BEGIN Records provided

//! Shared test fixtures: an in-memory listing collaborator with real
//! pagination and delimiter grouping, and a Core wired to a temp data dir.

#![allow(dead_code)]

use std::collections::{BTreeMap, BTreeSet};
use std::sync::atomic::{AtomicU32, Ordering};
use std::sync::{Arc, Mutex};

use async_trait::async_trait;

use s3_explorer_core::{
    AppError, Core, CoreConfig, ListObjectsResponse, ObjectLister, S3Object,
};

/// In-memory bucket store implementing the listing collaborator.
///
/// Keys are served in lexicographic order; the continuation token is the
/// last key of the page, flat pages are bounded by max_keys, delimiter
/// mode groups keys sharing the next '/' into common prefixes.
pub struct FakeLister {
    buckets: Mutex<BTreeMap<String, BTreeMap<String, i64>>>,
    pub requests: AtomicU32,
    page_delay_ms: u64,
    fail_after: AtomicU32,
}

impl FakeLister {
    pub fn new() -> Self {
        Self {
            buckets: Mutex::new(BTreeMap::new()),
            requests: AtomicU32::new(0),
            page_delay_ms: 0,
            fail_after: AtomicU32::new(u32::MAX),
        }
    }

    /// Add latency to each listing call (for cancellation tests)
    pub fn with_page_delay(ms: u64) -> Self {
        Self {
            page_delay_ms: ms,
            ..Self::new()
        }
    }

    pub fn put(&self, bucket: &str, key: &str, size: i64) {
        self.buckets
            .lock()
            .unwrap()
            .entry(bucket.to_string())
            .or_default()
            .insert(key.to_string(), size);
    }

    pub fn remove(&self, bucket: &str, key: &str) {
        if let Some(objects) = self.buckets.lock().unwrap().get_mut(bucket) {
            objects.remove(key);
        }
    }

    /// Fail every listing call after the first `n` succeeded
    pub fn set_fail_after(&self, n: u32) {
        self.fail_after.store(n, Ordering::SeqCst);
    }

    pub fn request_count(&self) -> u32 {
        self.requests.load(Ordering::SeqCst)
    }
}

#[async_trait]
impl ObjectLister for FakeLister {
    async fn list_objects(
        &self,
        bucket: &str,
        prefix: Option<&str>,
        continuation_token: Option<String>,
        max_keys: Option<i32>,
        use_delimiter: bool,
    ) -> Result<ListObjectsResponse, AppError> {
        let request_no = self.requests.fetch_add(1, Ordering::SeqCst) + 1;
        if request_no > self.fail_after.load(Ordering::SeqCst) {
            return Err(AppError::S3Error("injected listing failure".to_string()));
        }

        if self.page_delay_ms > 0 {
            tokio::time::sleep(std::time::Duration::from_millis(self.page_delay_ms)).await;
        }

        let snapshot: Vec<(String, i64)> = {
            let guard = self.buckets.lock().unwrap();
            guard
                .get(bucket)
                .map(|objects| {
                    objects
                        .iter()
                        .map(|(k, v)| (k.clone(), *v))
                        .collect()
                })
                .unwrap_or_default()
        };

        let prefix = prefix.unwrap_or("");
        let page_size = max_keys.unwrap_or(1000).max(1) as usize;

        let matching: Vec<(String, i64)> = snapshot
            .into_iter()
            .filter(|(k, _)| k.starts_with(prefix))
            .filter(|(k, _)| {
                continuation_token
                    .as_deref()
                    .map_or(true, |t| k.as_str() > t)
            })
            .collect();

        let to_object = |key: String, size: i64| S3Object {
            is_folder: key.ends_with('/'),
            key,
            size,
            last_modified: Some(1_700_000_000_000),
            storage_class: Some("STANDARD".to_string()),
            e_tag: Some("test-etag".to_string()),
        };

        if use_delimiter {
            let mut objects = Vec::new();
            let mut common: BTreeSet<String> = BTreeSet::new();

            for (key, size) in matching {
                let rest = &key[prefix.len()..];
                if let Some(pos) = rest.find('/') {
                    common.insert(format!("{}{}", prefix, &rest[..=pos]));
                } else {
                    objects.push(to_object(key, size));
                }
            }

            Ok(ListObjectsResponse {
                objects,
                common_prefixes: common.into_iter().collect(),
                continuation_token: None,
                is_truncated: false,
            })
        } else {
            let is_truncated = matching.len() > page_size;
            let page: Vec<(String, i64)> = matching.into_iter().take(page_size).collect();
            let continuation_token = if is_truncated {
                page.last().map(|(k, _)| k.clone())
            } else {
                None
            };

            Ok(ListObjectsResponse {
                objects: page.into_iter().map(|(k, s)| to_object(k, s)).collect(),
                common_prefixes: vec![],
                continuation_token,
                is_truncated,
            })
        }
    }
}

/// Build a Core backed by a temp data directory
pub fn test_core() -> (tempfile::TempDir, Arc<Core>) {
    let dir = tempfile::tempdir().unwrap();
    let core = Core::new(CoreConfig {
        data_dir: Some(dir.path().to_path_buf()),
        ..Default::default()
    })
    .unwrap();
    (dir, Arc::new(core))
}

END Records provided

*Action item*. In the entries above, please find the line with "pub fn request_count(&self)" and the line with "let page_size = max_keys.unwrap_or(1000).max(1)", then write out exactly those two lines and every line between them, and nothing more.

*Worked solution*.
    pub fn request_count(&self) -> u32 {
        self.requests.load(Ordering::SeqCst)
    }
}

#[async_trait]
impl ObjectLister for FakeLister {
    async fn list_objects(
        &self,
        bucket: &str,
        prefix: Option<&str>,
        continuation_token: Option<String>,
        max_keys: Option<i32>,
        use_delimiter: bool,
    ) -> Result<ListObjectsResponse, AppError> {
        let request_no = self.requests.fetch_add(1, Ordering::SeqCst) + 1;
        if request_no > self.fail_after.load(Ordering::SeqCst) {
            return Err(AppError::S3Error("injected listing failure".to_string()));
        }

        if self.page_delay_ms > 0 {
            tokio::time::sleep(std::time::Duration::from_millis(self.page_delay_ms)).await;
        }

        let snapshot: Vec<(String, i64)> = {
            let guard = self.buckets.lock().unwrap();
            guard
                .get(bucket)
                .map(|objects| {
                    objects
                        .iter()
                        .map(|(k, v)| (k.clone(), *v))
                        .collect()
                })
                .unwrap_or_default()
        };

        let prefix = prefix.unwrap_or("");
        let page_size = max_keys.unwrap_or(1000).max(1) as usize;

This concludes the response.